5 thoughts on “Opinion on the Colorado PP Shooting”
  1. Oh, but there is a huge huge massive difference between the two groups involved. Pro-life folks are also loudly and stoutly condemning the attack. They want the killing (all of it, including the unborn) to stop. They are not, however, advocating attacking and killing abortion doctors, blowing up clinics or beheading anyone who is pro-choice.

    The other group will attack and behead, blow up or maim, shoot or stab anyone that dares to draw their false prophet.

    So, you see, it’s easy for them to condemn the group that isn’t violent. They won’t blow you up, or kill your family because you called them names or condemned them.

    It’s sort of like police departments and alphabet soup federal agencies that go after the guy who cut a barrel of a shotgun a half inch too close, making a huge case out of it, rather than going after the violent criminal gangs who might shoot back.

  2. I honestly don’t see how even a Libertarian can be pro-choice on any level. Abortion is the killing of an innocent human being, and it is only tolerated on any level because the people most affected by it are by nature unable to speak up for themselves, being generally 2 years away from even being able to form basic sentences, let alone understand that “Because Mommy was pressured by her 9th-grade classmates and doesn’t want to pay the consequences for her stupid decision, you have to die.”

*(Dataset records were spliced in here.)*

use thiserror::Error;

/// contribgraph error types
#[derive(Error, Debug)]
pub enum ContribError {
    /// Request failed (transport error or non-success status)
    #[error("fetch error: {0}")]
    Fetch(String),

    /// Response body was not a JSON object
    #[error("parse error: {0}")]
    Parse(String),

    /// File I/O error
    #[error("io error: {0}")]
    Io(#[from] std::io::Error),

    /// Configuration error
    #[error("config error: {0}")]
    Config(String),
}

/// Result type alias for contribgraph
pub type Result<T> = std::result::Result<T, ContribError>;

    I maintain that everyone who supports abortion should have been aborted. Vigilanteism will only make matters worse, though.

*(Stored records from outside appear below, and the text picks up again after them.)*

//! 51-week contribution heatmap widget

use std::ops::Range;

use ratatui::{
    buffer::Buffer,
    layout::Rect,
    style::{Color, Style},
    widgets::Widget,
};

use crate::services::grid::month_spans;
use crate::services::locale::month_label;
use crate::tui::theme::Theme;
use crate::types::{WeekColumn, DAYS_IN_WEEK};

/// Bucketed intensity of a day's contribution count
#[derive(Debug, Clone, Copy, PartialEq, Eq)]
pub enum ContributionLevel {
    /// No contributions
    None,
    /// 1-9
    Low,
    /// 10-19
    Medium,
    /// 20-30
    High,
    /// More than 30
    Max,
}

impl ContributionLevel {
    /// Map a count to its bucket, highest threshold first
    pub fn from_count(count: u64) -> Self {
        if count > 30 {
            Self::Max
        } else if count >= 20 {
            Self::High
        } else if count >= 10 {
            Self::Medium
        } else if count >= 1 {
            Self::Low
        } else {
            Self::None
        }
    }

    /// Hex color for this level
    pub fn hex(self) -> &'static str {
        match self {
            Self::None => "#EDEDED",
            Self::Low => "#ACD5F2",
            Self::Medium => "#7FA8C9",
            Self::High => "#527BA0",
            Self::Max => "#254E77",
        }
    }

    /// Shade glyph for plain-text output
    pub fn glyph(self) -> char {
        match self {
            Self::None => '·',
            Self::Low => '░',
            Self::Medium => '▒',
            Self::High => '▓',
            Self::Max => '█',
        }
    }

    /// Terminal color for this level (same values as `hex`)
    pub fn color(self) -> Color {
        match self {
            Self::None => Color::Rgb(0xED, 0xED, 0xED),
            Self::Low => Color::Rgb(0xAC, 0xD5, 0xF2),
            Self::Medium => Color::Rgb(0x7F, 0xA8, 0xC9),
            Self::High => Color::Rgb(0x52, 0x7B, 0xA0),
            Self::Max => Color::Rgb(0x25, 0x4E, 0x77),
        }
    }
}

/// Hex color for a day's count
pub fn color_for(count: u64) -> &'static str {
    ContributionLevel::from_count(count).hex()
}

/// Cell dimensions: 2 chars content + 1 gap
pub const CELL_WIDTH: u16 = 3;
/// Weekday label column ("Mon ")
pub const LABEL_WIDTH: u16 = 4;
/// Month header row + 7 weekday rows
pub const HEATMAP_HEIGHT: u16 = 1 + DAYS_IN_WEEK as u16;

const CELL_SYMBOL: &str = "██";
const SELECTED_SYMBOL: &str = "▓▓";

/// Weekday labels; only Mon/Wed/Fri carry text
pub const DAY_LABELS: [&str; DAYS_IN_WEEK] = ["Mon ", " ", "Wed ", " ", "Fri", " ", " "];

/// Screen geometry of the heatmap inside an area.
///
/// When the area is too narrow for every week, the most recent weeks that
/// fit are shown.
#[derive(Debug, Clone, Copy, PartialEq, Eq)]
pub struct HeatmapLayout {
    area: Rect,
    cells_x: u16,
    first_col: usize,
    visible: usize,
}

impl HeatmapLayout {
    pub fn new(area: Rect, weeks: usize) -> Self {
        let fit = (area.width.saturating_sub(LABEL_WIDTH) / CELL_WIDTH) as usize;
        let visible = weeks.min(fit);
        let used = LABEL_WIDTH + visible as u16 * CELL_WIDTH;
        let x_offset = area.width.saturating_sub(used) / 2;
        Self {
            area,
            cells_x: area.x + x_offset + LABEL_WIDTH,
            first_col: weeks - visible,
            visible,
        }
    }

    /// Grid columns that are on screen
    pub fn visible_columns(&self) -> Range<usize> {
        self.first_col..self.first_col + self.visible
    }

    fn label_x(&self) -> u16 {
        self.cells_x - LABEL_WIDTH
    }

    fn row_y(&self, row: usize) -> u16 {
        self.area.y + 1 + row as u16
    }

    /// Top-left screen position of a cell, if it is on screen
    pub fn cell_origin(&self, col: usize, row: usize) -> Option<(u16, u16)> {
        if !self.visible_columns().contains(&col) || row >= DAYS_IN_WEEK {
            return None;
        }
        let y = self.row_y(row);
        if y >= self.area.bottom() {
            return None;
        }
        let x = self.cells_x + (col - self.first_col) as u16 * CELL_WIDTH;
        Some((x, y))
    }

    /// Grid position `(column, row)` under a screen position; gaps map to nothing
    pub fn cell_at(&self, x: u16, y: u16) -> Option<(usize, usize)> {
        if x < self.cells_x || y <= self.area.y || y >= self.area.bottom() {
            return None;
        }
        let row = (y - self.area.y - 1) as usize;
        let offset = x - self.cells_x;
        let idx = (offset / CELL_WIDTH) as usize;
        if row >= DAYS_IN_WEEK || idx >= self.visible || offset % CELL_WIDTH == CELL_WIDTH - 1 {
            return None;
        }
        Some((self.first_col + idx, row))
    }
}

/// Heatmap widget for ratatui
pub struct Heatmap<'a> {
    grid: &'a [WeekColumn],
    selected: Option<(usize, usize)>,
    theme: Theme,
}

impl<'a> Heatmap<'a> {
    pub fn new(grid: &'a [WeekColumn], theme: Theme) -> Self {
        Self {
            grid,
            selected: None,
            theme,
        }
    }

    pub fn with_selected(mut self, selected: Option<(usize, usize)>) -> Self {
        self.selected = selected;
        self
    }

    /// Month labels, each centered over the columns it spans
    fn render_month_header(&self, layout: &HeatmapLayout, buf: &mut Buffer) {
        let style = Style::default().fg(self.theme.muted());
        let y = layout.area.y;
        let mut x = layout.cells_x;

        for span in month_spans(&self.grid[layout.visible_columns()]) {
            let width = span.columns as u16 * CELL_WIDTH;
            let label = month_label(&span.key);
            let label_width = label.chars().count() as u16;
            let label_x = x + width.saturating_sub(label_width) / 2;
            buf.set_stringn(label_x, y, label, width as usize, style);
            x += width;
        }
    }

    /// Weekday label followed by one cell per visible week
    fn render_row(&self, layout: &HeatmapLayout, buf: &mut Buffer, row: usize) {
        buf.set_string(
            layout.label_x(),
            layout.row_y(row),
            DAY_LABELS[row],
            Style::default().fg(self.theme.muted()),
        );

        for col in layout.visible_columns() {
            let Some(cell) = self.grid[col][row] else {
                continue;
            };
            let Some((x, y)) = layout.cell_origin(col, row) else {
                continue;
            };

            let color = ContributionLevel::from_count(cell.count).color();
            let (symbol, style) = if self.selected == Some((col, row)) {
                (
                    SELECTED_SYMBOL,
                    Style::default().fg(color).bg(self.theme.accent()),
                )
            } else {
                (CELL_SYMBOL, Style::default().fg(color))
            };
            buf.set_string(x, y, symbol, style);
        }
    }
}

impl Widget for Heatmap<'_> {
    fn render(self, area: Rect, buf: &mut Buffer) {
        if area.height == 0 || area.width < LABEL_WIDTH + CELL_WIDTH {
            return;
        }

        let layout = HeatmapLayout::new(area, self.grid.len());
        self.render_month_header(&layout, buf);

        for row in 0..DAYS_IN_WEEK {
            if layout.row_y(row) >= area.bottom() {
                break;
            }
            self.render_row(&layout, buf, row);
        }
    }
}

    1. This is more than I wanted to get into it, but I draw the line at sovereignty. If the baby (fetus) is not developed enough to live outside the womb on its own, the mother’s choice is supreme. If the baby is developed enough to survive outside the womb, it has established personhood and its life is supreme.

      I use the same standard for brain death. If the person cannot survive on its own off a machine, its dead.

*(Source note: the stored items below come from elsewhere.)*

//! Russian labels for dates, month headers and tooltips

use chrono::{Locale, NaiveDate};

/// Long date pattern: "weekday, day month year"
const LONG_DATE_FORMAT: &str = "%A, %-d %B %Y";

/// Calendar-unit suffix some formatters append after the year
const YEAR_SUFFIX: &str = " г.";

/// Header labels keyed by two-digit month
const MONTH_LABELS: [(&str, &str); 12] = [
    ("01", "Янв."),
    ("02", "Февр."),
    ("03", "Март"),
    ("04", "Апр."),
    ("05", "Май"),
    ("06", "Июнь"),
    ("07", "Июль"),
    ("08", "Авг."),
    ("09", "Сент."),
    ("10", "Окт."),
    ("11", "Нояб."),
    ("12", "Дек."),
];

/// Format an ISO date as a capitalized Russian long date.
/// Empty or unparseable input gives an empty string.
pub fn format_local_date(iso_date: &str) -> String {
    if iso_date.is_empty() {
        return String::new();
    }
    match NaiveDate::parse_from_str(iso_date, "%Y-%m-%d") {
        Ok(date) => format_date(date),
        Err(_) => String::new(),
    }
}

/// Capitalized Russian long date for `date`
pub fn format_date(date: NaiveDate) -> String {
    let Some(midnight) = date.and_hms_opt(0, 0, 0) else {
        return String::new();
    };
    let formatted = midnight
        .and_utc()
        .format_localized(LONG_DATE_FORMAT, Locale::ru_RU)
        .to_string();
    capitalize_words(&formatted.replacen(YEAR_SUFFIX, "", 1))
}

/// Uppercase the first letter of every space-separated word
pub fn capitalize_words(s: &str) -> String {
    s.split(' ')
        .map(|word| {
            let mut chars = word.chars();
            match chars.next() {
                Some(first) => first.to_uppercase().chain(chars).collect(),
                None => String::new(),
            }
        })
        .collect::<Vec<_>>()
        .join(" ")
}

/// Month header label for a "YYYY-MM" key (empty if the month is unknown)
pub fn month_label(key: &str) -> &'static str {
    let suffix = key.get(key.len().saturating_sub(2)..).unwrap_or("");
    MONTH_LABELS
        .iter()
        .find(|(month, _)| *month == suffix)
        .map(|(_, label)| *label)
        .unwrap_or("")
}

/// Tooltip headline for a day's count
pub fn tooltip_text(count: u64) -> String {
    if count == 0 {
        "No contributions".to_string()
    } else {
        format!("{} contributions", count)
    }
}

#[cfg(test)]
mod tests {
    use super::*;

    // ========== format_local_date tests ==========

    #[test]
    fn test_format_local_date_empty() {
        assert_eq!(format_local_date(""), "");
    }

    #[test]
    fn test_format_local_date_invalid() {
        assert_eq!(format_local_date("not-a-date"), "");
        assert_eq!(format_local_date("2024-02-30"), "");
    }

    #[test]
    fn test_format_local_date_russian_long_form() {
        assert_eq!(format_local_date("2024-03-08"), "Пятница, 8 Марта 2024");
    }

    #[test]
    fn test_format_local_date_every_word_capitalized() {
        let formatted = format_local_date("2024-03-08");
        for word in formatted.split(' ') {
            let first = word.chars().next().unwrap();
            assert!(
                !first.is_lowercase(),
                "word {word:?} in {formatted:?} is not capitalized"
            );
        }
    }

    #[test]
    fn test_format_date_matches_iso_variant() {
        let date = NaiveDate::from_ymd_opt(2023, 12, 31).unwrap();
        assert_eq!(format_date(date), format_local_date("2023-12-31"));
        assert!(format_date(date).starts_with("Воскресенье, 31 "));
    }

    // ========== capitalize_words tests ==========

    #[test]
    fn test_capitalize_words() {
        assert_eq!(capitalize_words("пятница, 8 марта 2024"), "Пятница, 8 Марта 2024");
        assert_eq!(capitalize_words(""), "");
        assert_eq!(capitalize_words("a  b"), "A  B");
    }

    // ========== month_label tests ==========

    #[test]
    fn test_month_label_lookup() {
        assert_eq!(month_label("2024-01"), "Янв.");
        assert_eq!(month_label("2024-02"), "Февр.");
        assert_eq!(month_label("2023-05"), "Май");
        assert_eq!(month_label("2023-09"), "Сент.");
        assert_eq!(month_label("2023-12"), "Дек.");
    }

    #[test]
    fn test_month_label_unknown() {
        assert_eq!(month_label("2024-13"), "");
        assert_eq!(month_label(""), "");
    }

    // ========== tooltip_text tests ==========

    #[test]
    fn test_tooltip_text() {
        assert_eq!(tooltip_text(0), "No contributions");
        assert_eq!(tooltip_text(1), "1 contributions");
        assert_eq!(tooltip_text(42), "42 contributions");
    }
}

      By survive I mean breath and heart beat on its own. Incubators are not heart/lung machines.

      1. Many people go into states of not being able to survive without machinery, heal, and then go back to normal life. Sometimes even while conscious through the entire process. What is that…coming back from the dead according to your definition?

        It just seems really odd to me that your definition of “brain death” rides on whether or not the heart/lungs are functioning rather than whether or not the brain is dead. Just a really odd definition…

  3. Agreed on not condoning mass shootings. In fact, I’ll go further and soundly condemn them. It’s ridiculous that we have to include that, like a disclaimer, but if we don’t (and sometimes even if we do) we’ll be accused of supporting them.

    On abortion, I’m solidly morally opposed with very narrow exceptions. My moral opposition does NOT, however, mean I would support a law banning the practice entirely. Rather, I believe it should be available and medically safe for those instances when it is the “least worst option”. I’d strongly advise and suggest seeking an alternate ending, but it’s not my place to dictate someone else’s life.

    Thus, my senses of morality and freedom are somewhat in conflict with each other on this, but that internal discomfort is the price I pay, as a conservative-leaning libertarian American Christian, to keep my personal morals from infringing on others’.

    And I 100% agree with your last statement. It’s a truly damaged mind and/or soul that would choose to draw the line there, on that particular patch of sand.